To dissemble he felt was his best plan, and he affected such perfect cheerfulness, made himself so useful in tending, watering, and grooming the camels and ponies, that he quickly won the entire goodwill and confidence of Jubar Khan, so much so that, after journeying for three days towards the hills of Hindoo Kush, on a valuable camel falling quite lame, he actually left Waller in care of it, at a species of camp formed by some Afghan shepherds and their families, whose tents of coarse black camlet were pitched in a sheltered spot by the bank of a beautiful stream.
Jubar Khan passed on his way, desiring Waller, in whose skill he trusted much, to rejoin him with the camel on a certain day at a khan or caravanserai among the mountains,—one of those one-storied, quadrangular edifices, full of bare rooms, built by the wayside for the accommodation of travellers, and the erection of which is considered one of the most meritorious acts that a Hindoo or Mussulman can perform.
Waller gladly saw the dark figures of Jubar Khan, his people and property, vanish into a pass of the mountains, where they seemed to go right into the setting sun, which shed through it a blaze of crimson light; and then he set himself zealously to tend the ailing camel, in the hope that when well he should depart therewith on a journey of his own.
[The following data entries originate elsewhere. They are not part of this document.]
//! Error types for the task orchestrator.

use std::path::PathBuf;
use std::time::Duration;

/// Top-level error type.
#[derive(Debug, thiserror::Error)]
pub enum Error {
    #[error("Configuration error: {0}")]
    Config(#[from] ConfigError),

    #[error("Database error: {0}")]
    Database(#[from] DatabaseError),

    #[error("Check error: {0}")]
    Check(#[from] CheckError),
}

/// Configuration-related errors.
#[derive(Debug, thiserror::Error)]
pub enum ConfigError {
    #[error("Invalid configuration value for {key}: {message}")]
    InvalidValue { key: String, message: String },

    #[error("Failed to read {}: {source}", .path.display())]
    Io {
        path: PathBuf,
        #[source]
        source: std::io::Error,
    },
}

/// Database-related errors.
#[derive(Debug, thiserror::Error)]
pub enum DatabaseError {
    #[error("Connection pool error: {0}")]
    Pool(String),

    #[error("Query failed: {0}")]
    Query(String),

    #[error("Entity not found: {entity} with id {id}")]
    NotFound { entity: String, id: String },

    #[error("Migration failed: {0}")]
    Migration(String),

    #[error("Task {id} is {from}, cannot transition to {to}")]
    InvalidTransition { id: i64, from: String, to: String },
}

/// Template rendering errors. Local to the task being launched.
#[derive(Debug, Clone, PartialEq, Eq, thiserror::Error)]
pub enum RenderError {
    #[error("Template references unknown entry field: {field}")]
    UnknownField { field: String },

    #[error("Template syntax error: {0}")]
    Syntax(String),

    #[error("Template evaluation failed: {0}")]
    Evaluation(String),
}

/// Completion-check errors. Every variant aborts the current check pass.
#[derive(Debug, thiserror::Error)]
pub enum CheckError {
    #[error("Checker {} unavailable: {reason}", .path.display())]
    Unavailable { path: PathBuf, reason: String },

    #[error("Failed to run checker {}: {reason}", .path.display())]
    Spawn { path: PathBuf, reason: String },

    #[error("Checker {} broke protocol: {reason}", .path.display())]
    Protocol { path: PathBuf, reason: String },

    #[error("Checker {} timed out after {timeout:?}", .path.display())]
    Timeout { path: PathBuf, timeout: Duration },
}

/// Result type alias.
pub type Result<T> = std::result::Result<T, Error>;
In three days the camel was quite restored; but on the morning of the fourth, when Waller went as usual to groom it, the animal was gone!
It had been stolen in the night, by whom, all pretended ignorance; and Waller, who immediately affected great anxiety to rejoin his master the grazier, was told that he must remain where he was, "as a hostage for the missing camel, and that as so excellent a groom could not be an indifferent shepherd, he would be useful in tending the sheep."
A crook was put in his hand, a brass lotah for drinking, a few chupatties for food were given him, and he was set to watch a flock of dhoombas, or those Persian sheep that have tails nearly a foot broad, are almost entirely composed of fat, and form the most valuable stock of those nomadic dwellers in tents among whom he now found himself. By the poor agriculturists he was however treated with great kindness.
Farther than ever from Jellalabad now, without money, arms, or a horse, his clothes in rags, his boots almost worn away, Bob Waller sat like one in a stupor by the side of a rivulet that trickled through the pasture where the sheep were grazing; and as he looked from the green mountains to the black tents that dotted their slope, he asked of himself, whether his present existence or his past was the dream.
"So here have fate and the fortune of war cast me! a Turk, a ploughman, a groom, a shepherd," he sighed; "by Jove! what the deuce shall I be next? The ancient sceptics doubted the reality of everything—and I begin to think they were right."
All was still, save when a stork or crow alighted on the granite rocks that overhung the mountain rivulet, or a fleet antelope shot like a spirit across the valley; and so would pass the weary day, Bob Waller not watching the sheep, but the mountain shadows, changing from the eastward to the westward, while he sighed for a glass of Madeira and a biscuit, a glass of pale ale and a "quiet weed," and thought of the old time of tiffin in the jolly mess-bungalow, and the faces of those he should never see there again.
At night, crouching on a piece of xummal (or coarse blanket) and covered with sheepskins, Waller would dream at times of Mabel's bright face and merry laugh; but more often, perhaps, of those terrible seven days and seven nights of the retreat through the snowy passes, where the living trod sullenly, doggedly, on over the dead, till they too fell, to be trod on in turn. Horrid phantoms haunted him. Had he outlived, out-trodden all? Alas, it almost seemed so. Shots would seem to ring in his drowsy ear, and he fancied it was the Afghan juzailchees again; anon he would think himself at home in pleasant Cornwall; that he was after the brown pheasants within sight of the sounding sea, or among the quails on wild and rugged Lundy Isle; and then he would start to wakefulness and lie for hours, revolving in his mind the means, the chances of reaching Jellalabad; but, alas! so much time had elapsed, that he might only reach it to find that the garrison had abandoned it to save the hostages from death, or that the city was besieged by the victorious Afghans!